Wednesday, December 9, 2020

Advent Midweek II

Advent Midweek 2: “Jesus, the Root of Jesse’s Tree”[1]

December 9, 2020

Text: Gen. 22:1-18; Heb. 11:17-22

            I couldn’t do it.  I couldn’t do what Abraham did.  Now, sometimes we say that as a way of virtue signaling, as though we could actually be more virtuous than Abraham was, by, unlike Abraham, not following God’s command.  That isn’t what I mean, and that is actually a lie of the devil, that we can be more virtuous by not doing or believing what God commands.  That is patently absurd.  But it isn’t an uncommon deception.  Think of all the ways we children of Adam call good what God calls evil, and evil what He calls good.  No, I’m not in any way claiming that Abraham lacked virtue in obeying God.  Quite the contrary.  His virtue puts me to shame.  And that really is the point I’m making.  I couldn’t do it.  The command to sacrifice a son… To believe in spite of all appearances that God would still deliver on His Promise to bring about the salvation of all the earth through that son…  To believe that God would provide the sacrifice… To believe that God would raise the dead, and to bet on it by raising that knife… That is beyond any virtue in me. 

            Truth be told, it was beyond Abraham’s virtue as well.  Look, you don’t have to read far into the story of Abraham to see what a weak and unbelieving, dishonest and wretched sinner he could be.  He didn’t believe, for example, that God would or could keep his wife Sarah (Sarai at the time) safe from being violated, or Abraham himself (Abram at the time) alive in Egypt.  So he told everyone she was his sister, which was half-true, but really a lie to save his own neck (Gen. 12).  And neither of them believed the Promise that God would give Abraham a son through barren Sarah (Gen. 16-18, 21), even in their old age, through whom the Promised Seed of Messiah would be passed down for the salvation of all mankind.  Sarah even laughed when the Angel of the LORD announced the Promise!  She scoffed, and then tried to cover up her unbelief… by lying to God (“I did not laugh” … “No, but you did laugh” [Gen. 18:15; ESV])!  So it is not as though Abraham, in himself, is the paragon of virtue.  I’ll grant he may be more virtuous than me.  I’ll yield to his honor as one of the great Patriarchs of Israel, in fact, the greatest, as we are commanded to do in the Fourth Commandment, covering over the sins of our fathers and honoring them for their example and the good God has done for and through them.  But the truth is, in and of himself, he would have to confess with us that he is a poor, miserable sinner.

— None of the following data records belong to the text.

use std::sync::Arc;
use std::sync::atomic::{AtomicUsize, Ordering};
use std::sync::mpsc::{self, Receiver, Sender};
use std::thread;
use std::time::Duration;

use parking_lot::Mutex;
use stratum_resolver::{Artifact, Namespace, OriginPolicy, Provider, Relationship, Resolver};

const TIMEOUT: Duration = Duration::from_secs(5);

/// Takes a while to answer and counts how often it was asked.
#[derive(Default)]
struct Slow {
	calls: AtomicUsize,
}

impl Provider for Slow {
	fn find(&self, name: &str, _namespace: Namespace) -> Option<Artifact> {
		self.calls.fetch_add(1, Ordering::SeqCst);
		thread::sleep(Duration::from_millis(50));
		Some(Artifact::new(format!("slow:{name}"), name, "slow"))
	}
}

/// Blocks lookups of "held" until released; answers everything else at once.
struct Gate {
	entered: Mutex<Sender<()>>,
	release: Mutex<Receiver<()>>,
}

impl Provider for Gate {
	fn find(&self, name: &str, _namespace: Namespace) -> Option<Artifact> {
		if name == "held" {
			let _ = self.entered.lock().send(());
			let _ = self.release.lock().recv_timeout(TIMEOUT);
		}
		Some(Artifact::new(name, name, "gate"))
	}
}

fn resolver(provider: Arc<dyn Provider>) -> Resolver {
	let _ = tracing_subscriber::fmt::try_init();
	Resolver::builder()
		.with_origin_policy(OriginPolicy::allow_by_default())
		.with_primary(Relationship::builder(provider).build().unwrap())
		.build()
		.unwrap()
}

#[test]
fn concurrent_callers_share_one_resolution() {
	let slow = Arc::new(Slow::default());
	let resolver = resolver(slow.clone());

	let results: Vec<Artifact> = thread::scope(|s| {
		let handles: Vec<_> = (0..8).map(|_| s.spawn(|| resolver.resolve("x").unwrap())).collect();
		handles.into_iter().map(|h| h.join().unwrap()).collect()
	});

	assert_eq!(slow.calls.load(Ordering::SeqCst), 1);
	assert!(results.iter().all(|a| Artifact::ptr_eq(a, &results[0])));
}

#[test]
fn distinct_names_resolve_independently() {
	let slow = Arc::new(Slow::default());
	let resolver = resolver(slow.clone());

	thread::scope(|s| {
		s.spawn(|| resolver.resolve("a").unwrap());
		s.spawn(|| resolver.resolve("b").unwrap());
	});

	assert_eq!(slow.calls.load(Ordering::SeqCst), 2);
	assert!(!Artifact::ptr_eq(
		&resolver.cached("a").unwrap(),
		&resolver.cached("b").unwrap()
	));
}

#[test]
fn unrelated_name_does_not_wait_for_pending_one() {
	let (entered_tx, entered_rx) = mpsc::channel();
	let (release_tx, release_rx) = mpsc::channel();
	let gate = Arc::new(Gate {
		entered: Mutex::new(entered_tx),
		release: Mutex::new(release_rx),
	});
	let resolver = resolver(gate);
	let resolver = &resolver;

	thread::scope(|s| {
		let held = s.spawn(move || resolver.resolve("held"));
		entered_rx.recv_timeout(TIMEOUT).unwrap();

		let (done_tx, done_rx) = mpsc::channel();
		s.spawn(move || done_tx.send(resolver.resolve("free").is_ok()));
		let free = done_rx.recv_timeout(TIMEOUT);

		release_tx.send(()).unwrap();
		assert_eq!(free, Ok(true));
		assert!(held.join().unwrap().is_ok());
	});
}
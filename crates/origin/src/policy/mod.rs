use std::path::PathBuf;
use std::sync::Arc;

use stratum_matcher::Glob;
use tracing::debug;

use crate::error::Result;
use crate::filter::{Decision, DirectoryFilter, GlobFilter, LocationFilter, MatchResult, SchemeFilter};
use crate::location::Location;


/// Ordered ALLOW/DENY filter chain with a default decision.
///
/// Filters are evaluated in the order they were added and the first one
/// that matches decides. When none match, the default decision applies.
///
/// Policies are built by fluent accumulation and never change afterwards,
/// so one policy can be shared by any number of resolver builders.
///
/// ```ignore
/// let policy = OriginPolicy::deny_by_default()
///     .allowing_schemes(["https"])
///     .allowing_directory("/opt/app/lib", true);
///
/// assert!(policy.is_allowed(&Location::parse("https://repo/x.bundle")?));
/// assert!(!policy.is_allowed(&Location::parse("http://repo/x.bundle")?));
/// ```
#[derive(Clone, Debug)]
pub struct OriginPolicy {
	default: Decision,
	filters: Vec<Arc<dyn LocationFilter>>,
}

impl OriginPolicy {
	/// A policy with no filters and the given default.
	pub fn new(default: Decision) -> Self {
		Self {
			default,
			filters: Vec::new(),
		}
	}

	/// A policy that allows anything no filter denies.
	pub fn allow_by_default() -> Self {
		Self::new(Decision::Allow)
	}

	/// A policy that denies anything no filter allows.
	pub fn deny_by_default() -> Self {
		Self::new(Decision::Deny)
	}

	/// Appends an arbitrary filter.
	pub fn with_filter(mut self, filter: impl LocationFilter + 'static) -> Self {
		self.filters.push(Arc::new(filter));
		self
	}

	/// Allows locations with any of `schemes`.
	pub fn allowing_schemes<I, S>(self, schemes: I) -> Self
	where
		I: IntoIterator<Item = S>,
		S: AsRef<str>,
	{
		self.with_filter(SchemeFilter::new(schemes, Decision::Allow))
	}

	/// Denies locations with any of `schemes`.
	pub fn denying_schemes<I, S>(self, schemes: I) -> Self
	where
		I: IntoIterator<Item = S>,
		S: AsRef<str>,
	{
		self.with_filter(SchemeFilter::new(schemes, Decision::Deny))
	}

	/// Allows locations whose external form matches `pattern`.
	pub fn allowing_glob(self, pattern: &str) -> Result<Self> {
		Ok(self.with_filter(GlobFilter::new(Glob::new(pattern)?, Decision::Allow)))
	}

	/// Denies locations whose external form matches `pattern`.
	pub fn denying_glob(self, pattern: &str) -> Result<Self> {
		Ok(self.with_filter(GlobFilter::new(Glob::new(pattern)?, Decision::Deny)))
	}

	/// Allows files in `directory` (or below it, if `recursive`).
	pub fn allowing_directory(self, directory: impl Into<PathBuf>, recursive: bool) -> Self {
		self.with_filter(DirectoryFilter::new(directory, recursive, Decision::Allow))
	}

	/// Denies files in `directory` (or below it, if `recursive`).
	pub fn denying_directory(self, directory: impl Into<PathBuf>, recursive: bool) -> Self {
		self.with_filter(DirectoryFilter::new(directory, recursive, Decision::Deny))
	}

	/// The decision applied when no filter matches.
	pub fn default_decision(&self) -> Decision {
		self.default
	}

	/// Number of filters in the chain.
	pub fn len(&self) -> usize {
		self.filters.len()
	}

	/// Returns `true` if the chain has no filters.
	pub fn is_empty(&self) -> bool {
		self.filters.is_empty()
	}

	/// Evaluates the chain for `location`.
	pub fn decide(&self, location: &Location) -> Decision {
		for (index, filter) in self.filters.iter().enumerate() {
			let result = filter.check(location);
			if result != MatchResult::NoMatch {
				let decision = result.decision();
				debug!(domain = "origin", %location, filter = index, %decision, "origin filter matched");
				return decision;
			}
		}
		debug!(domain = "origin", %location, decision = %self.default, "no origin filter matched; using default");
		self.default
	}

	/// Returns `true` if `location` may be used.
	pub fn is_allowed(&self, location: &Location) -> bool {
		self.decide(location).is_allow()
	}
}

            So, if he’s in the same boat we are, and it wasn’t due to some super-righteousness within himself and his own behavior that gave him the strength and ability to obey, what was it?  It was the Promise itself.  Which is to say, it was God.  What we cannot do, God can and does.  It was the Promise by which God imparted the faith to obey, even in the face of impossible circumstances: “your very own son shall be your heir… Look toward heaven and number the stars, if you are able to number them… So shall your offspring be” (Gen. 15:4-5) …  I will bless [Sarah], and moreover, I will give you a son by her.  I will bless her, and she shall become nations; kings of peoples shall come from her” (17:16) … And then our text: “I will surely bless you, and I will surely multiply your offspring as the stars of heaven and as the sand that is on the seashore.  And your offspring shall possess the gate of his enemies, and in your offspring shall all the nations of the earth be blessed” (22:17-18) … “And [Abraham] believed the LORD, and he counted it to him as righteousness” (15:6).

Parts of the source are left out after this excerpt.